The geometry has a horizon at $\hat r = 2m$ and a singularity at $r=0$.
Identifying the functions $\psi$ and $b$ with the  metric coefficients in
the above expression we can now write down the WEC inequalities for this
black--hole geometry.

Firstly, note that $\rho = 0$ because $b(r)=2m$ which is a constant.
The other two inequalities turn out to be :

\begin{equation}
\rho + \tau = \frac{4m}{{\hat r}^{3}} \frac{(1-\frac{2m}{\hat r})
\sinh^{2}\alpha}{1+\frac{2m}{\hat r}\sinh^{2}\alpha} \ge 0
\end{equation}

\begin{eqnarray}
\rho + p = \frac{1}{m^{2}} \frac{2x^{3}\sinh^{2}\alpha}
{(1+2x\sinh^{2}\alpha)^{2}} \nonumber \\ 
\left [ (5x - 1) + 
\sinh^{2}\alpha 2(x (1+x) ) \right ] \ge 0
\end{eqnarray}

where in the last equation $x=\frac{m}{\hat r}$.
We now have to check whether these inequalities are satisfied or violated.
It is easy to comment on the first one -- for all $\hat r \ge 2m$ it is
satisfied. The nature of the second inequality can be
understood as follows. 

Firstly, the prefactor outside the square brackets is positive. Therefore,
the sign of the full expression depends entirely on the sign of the
term in square brackets. Note that this is a quadratic form in $x$. It can be
written as :

\begin{equation}
(x-x_{1})(x-x_{2}) 
\end{equation}

where $x_{1},x_{2}$ are the two roots of the function equated to zero.
The explicit forms of the roots are :

\begin{equation}
x_{1,2} = \frac{-2\sinh^{2}\alpha - 5 \pm \sqrt{\left ( 2\sinh^{2}{\alpha}
+ 5\right ) ^{2} + 8\sinh^{2}{\alpha}}}{4\sinh^{2}{\alpha}}
\end{equation}

Therefore, $x_{1}$ (+sign) is always positive while $x_{2}$ is entirely
negative.
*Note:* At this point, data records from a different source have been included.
// ABOUTME: Integration tests for the settings registry
// ABOUTME: Bulk loading, failure isolation, by-key access, and snapshots

use std::sync::Arc;

use async_trait::async_trait;
use latchkey_settings::registry::{self, KEYS};
use latchkey_settings::{Color, SettingError, Settings, SettingsSnapshot, ThemeMode};
use latchkey_storage::{
    EncryptedKeyValueStore, KeyValueStore, MemorySecureStore, MemoryStore, StorageError,
    StorageResult, StoreHandle,
};
use mockall::mock;
use pretty_assertions::assert_eq;

mock! {
    PlainStore {}

    #[async_trait]
    impl KeyValueStore for PlainStore {
        async fn get_int(&self, key: &str) -> StorageResult<Option<i64>>;
        async fn get_string(&self, key: &str) -> StorageResult<Option<String>>;
        async fn set_int(&self, key: &str, value: i64) -> StorageResult<bool>;
        async fn set_string(&self, key: &str, value: &str) -> StorageResult<bool>;
    }
}

fn memory_registry() -> (Arc<MemoryStore>, Arc<MemorySecureStore>, Settings) {
    let plain = Arc::new(MemoryStore::new());
    let secure = Arc::new(MemorySecureStore::new());
    let settings = Settings::with_stores(plain.clone(), secure.clone());
    (plain, secure, settings)
}

fn default_snapshot() -> SettingsSnapshot {
    SettingsSnapshot {
        theme_mode: ThemeMode::System,
        accent_primary: "#FF3F51B5".to_string(),
        accent_secondary: "#FFFF4081".to_string(),
        has_credential_username: false,
        has_credential_password: false,
        endpoint_url: String::new(),
        topic_prefix: "latchkey".to_string(),
        domain_id: 1,
    }
}

#[tokio::test]
async fn test_load_all_from_empty_backends_keeps_defaults() {
    let (plain, _, settings) = memory_registry();

    settings.load_all().await;

    assert_eq!(settings.snapshot(), default_snapshot());
    assert!(plain.is_empty().await);
}

#[tokio::test]
async fn test_load_all_refines_every_setting() {
    let (plain, secure, settings) = memory_registry();
    plain.set_int("theme_mode", 2).await.unwrap();
    plain.set_int("accent_primary", 0xFF00_0000).await.unwrap();
    plain.set_int("accent_secondary", 0x8000_FF00).await.unwrap();
    plain.set_string("endpoint_url", "mqtts://broker.local:8883").await.unwrap();
    plain.set_string("topic_prefix", "home/front-door").await.unwrap();
    plain.set_int("domain_id", 42).await.unwrap();
    secure.set_string("credential_username", "admin").await.unwrap();
    secure.set_string("credential_password", "hunter2").await.unwrap();

    settings.load_all().await;

    assert_eq!(settings.theme_mode.value(), ThemeMode::Dark);
    assert_eq!(settings.accent_primary.value(), Color::from_argb(0xFF00_0000));
    assert_eq!(settings.accent_secondary.value(), Color::from_argb(0x8000_FF00));
    assert_eq!(settings.endpoint_url.value(), "mqtts://broker.local:8883");
    assert_eq!(settings.topic_prefix.value(), "home/front-door");
    assert_eq!(settings.domain_id.value(), 42);
    assert_eq!(settings.credential_username.value(), "admin");
    assert_eq!(settings.credential_password.value(), "hunter2");
}

#[tokio::test]
async fn test_one_failing_read_does_not_block_the_rest() {
    let mut mock = MockPlainStore::new();
    mock.expect_get_int().returning(|key| match key {
        "domain_id" => Err(StorageError::Unavailable("disk went away".to_string())),
        "theme_mode" => Ok(Some(1)),
        "accent_primary" => Ok(Some(0xFF11_2233)),
        _ => Ok(None),
    });
    mock.expect_get_string().returning(|key| match key {
        "topic_prefix" => Ok(Some("garage".to_string())),
        _ => Ok(None),
    });
    mock.expect_set_int().never();
    mock.expect_set_string().never();

    let plain: Arc<dyn KeyValueStore> = Arc::new(mock);
    let secure = Arc::new(MemorySecureStore::new());
    secure.set_string("credential_username", "admin").await.unwrap();

    let settings = Settings::with_stores(plain, secure);
    settings.load_all().await;

    assert_eq!(settings.domain_id.value(), registry::DEFAULT_DOMAIN_ID);
    assert_eq!(settings.theme_mode.value(), ThemeMode::Light);
    assert_eq!(settings.accent_primary.value(), Color::from_argb(0xFF11_2233));
    assert_eq!(settings.accent_secondary.value(), registry::DEFAULT_ACCENT_SECONDARY);
    assert_eq!(settings.topic_prefix.value(), "garage");
    assert_eq!(settings.credential_username.value(), "admin");
}

#[tokio::test]
async fn test_corrupt_entries_fall_back_individually() {
    let (plain, secure, settings) = memory_registry();
    plain.set_int("theme_mode", 17).await.unwrap();
    plain.set_int("accent_primary", -3).await.unwrap();
    plain.set_string("domain_id", "not a number").await.unwrap();
    plain.set_string("topic_prefix", "kept").await.unwrap();
    secure.set_string("credential_password", "").await.unwrap();

    settings.load_all().await;

    let mut expected = default_snapshot();
    expected.topic_prefix = "kept".to_string();
    assert_eq!(settings.snapshot(), expected);
}

#[tokio::test]
async fn test_secure_backend_not_ready_only_affects_secrets() {
    let plain = Arc::new(MemoryStore::new());
    plain.set_int("domain_id", 3).await.unwrap();

    let plain_store: Arc<dyn KeyValueStore> = plain.clone();
    let secure: StoreHandle<dyn EncryptedKeyValueStore> = StoreHandle::pending("encrypted");
    let settings = Settings::new(StoreHandle::ready("plain", plain_store), secure.clone());

    settings.load_all().await;
    assert_eq!(settings.domain_id.value(), 3);
    assert_eq!(settings.credential_password.value(), "");
    assert!(!settings.credential_password.set("pw".to_string()).await);

    let store = Arc::new(MemorySecureStore::new());
    store.set_string("credential_password", "stored").await.unwrap();
    secure.install(store).unwrap();

    settings.credential_password.load().await;
    assert_eq!(settings.credential_password.value(), "stored");
}

#[tokio::test]
async fn test_set_from_str_parses_and_persists() {
    let (plain, secure, settings) = memory_registry();

    assert!(settings.set_from_str("theme_mode", "dark").await.unwrap());
    assert!(settings.set_from_str("accent_primary", "#00FF00").await.unwrap());
    assert!(settings.set_from_str("domain_id", " 12 ").await.unwrap());
    assert!(settings.set_from_str("topic_prefix", "porch").await.unwrap());
    assert!(settings.set_from_str("credential_password", "s3cret").await.unwrap());

    assert_eq!(plain.get_int("theme_mode").await.unwrap(), Some(2));
    assert_eq!(plain.get_int("accent_primary").await.unwrap(), Some(0xFF00_FF00));
    assert_eq!(plain.get_int("domain_id").await.unwrap(), Some(12));
    assert_eq!(plain.get_string("topic_prefix").await.unwrap().as_deref(), Some("porch"));
    assert_eq!(secure.get_string("credential_password").await.unwrap(), "s3cret");
}

#[tokio::test]
async fn test_set_from_str_rejects_bad_input() {
    let (plain, _, settings) = memory_registry();

    assert!(matches!(
        settings.set_from_str("theme_mode", "sepia").await,
        Err(SettingError::InvalidThemeMode(_))
    ));
    assert!(matches!(
        settings.set_from_str("accent_primary", "green").await,
        Err(SettingError::InvalidColor(_))
    ));
    assert!(matches!(
        settings.set_from_str("domain_id", "4.5").await,
        Err(SettingError::InvalidInteger(_))
    ));
    assert!(matches!(
        settings.set_from_str("domain_id", "0").await,
        Err(SettingError::NotPositive { value: 0, .. })
    ));
    assert!(matches!(
        settings.set_from_str("domain_id", "-5").await,
        Err(SettingError::NotPositive { value: -5, .. })
    ));
    assert!(matches!(
        settings.set_from_str("volume", "11").await,
        Err(SettingError::UnknownKey(_))
    ));

    assert!(plain.is_empty().await);
    assert_eq!(settings.snapshot(), default_snapshot());
}

#[tokio::test]
async fn test_display_masks_secrets() {
    let (_, _, settings) = memory_registry();
    settings.credential_password.set("hunter2".to_string()).await;

    assert_eq!(settings.display("credential_password").unwrap(), "********");
    assert_eq!(settings.display("credential_username").unwrap(), "");
    assert_eq!(settings.display("accent_secondary").unwrap(), "#FFFF4081");
    assert_eq!(settings.display("theme_mode").unwrap(), "system");
    assert!(settings.display("volume").is_err());

    for key in KEYS {
        assert!(settings.display(key).is_ok(), "no display for {}", key);
    }
}

#[tokio::test]
async fn test_snapshot_serializes_without_secrets() {
    let (_, _, settings) = memory_registry();
    settings.credential_password.set("hunter2".to_string()).await;

    let json = serde_json::to_value(settings.snapshot()).unwrap();

    assert_eq!(json["theme_mode"], "system");
    assert_eq!(json["has_credential_password"], true);
    assert!(!json.to_string().contains("hunter2"));
}

#[tokio::test]
async fn test_global_registry_installs_once() {
    let (_, _, first) = memory_registry();
    let installed = registry::install(first).unwrap();
    assert!(std::ptr::eq(installed, registry::global().unwrap()));

    let (_, _, second) = memory_registry();
    assert!(matches!(
        registry::install(second),
        Err(SettingError::AlreadyInstalled)
    ));
}
// ABOUTME: Secret handling for Latchkey settings
// ABOUTME: Provides value encryption and the encrypted SQLite settings store

pub mod encryption;
pub mod secure_store;

// Re-export main types for convenience
pub use encryption::{EncryptionError, EncryptionMode, SecretCipher};
pub use secure_store::{EncryptedSqliteStore, KeySource};
// ABOUTME: Command handlers for the latchkey binary
// ABOUTME: Listing, reading and writing settings through the installed registry

use colored::*;
use latchkey_cli::{output, CliError};
use latchkey_settings::Settings;

pub fn list_command(settings: &Settings, json: bool) -> anyhow::Result<()> {
    if json {
        println!("{}", output::settings_json(settings)?);
        return Ok(());
    }

    println!("{}", output::settings_table(settings)?);
    Ok(())
}

pub fn get_command(settings: &Settings, key: &str) -> anyhow::Result<()> {
    println!("{}", settings.display(key)?);
    Ok(())
}

pub async fn set_command(settings: &Settings, key: &str, value: &str) -> anyhow::Result<()> {
    if !settings.set_from_str(key, value).await? {
        return Err(CliError::NotPersisted(key.to_string()).into());
    }

    println!(
        "{} {} = {}",
        "✓".green().bold(),
        key.bold(),
        settings.display(key)?
    );
    Ok(())
}

pub fn keys_command() {
    for key in Settings::keys() {
        println!("{}", key);
    }
}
Hence in order to have $(x-x_{1})(x-x_{2}) \ge 0$ we require

\begin{equation}
x\ge x_{1} =  \frac{-2\sinh^{2}\alpha - 5 + \sqrt{\left ( 2\sinh^{2}{\alpha}
+ 5\right ) ^{2} + 8\sinh^{2}{\alpha}}}{4\sinh^{2}{\alpha}}
\end{equation}

We also note the following :

(i) Violation occurs in the region of small $x$ (i.e. large $\hat r$).
However as one approaches $\hat r \rightarrow \infty$ we find that
the amount of violation becomes smaller. Infact, between a certain 
$x = x_{0}$ and $x = 0$ there is a point where the L. H. S. of the
full WEC inequality
(including the prefactor) has a
minimum. This indicates the maximum negative value it can take.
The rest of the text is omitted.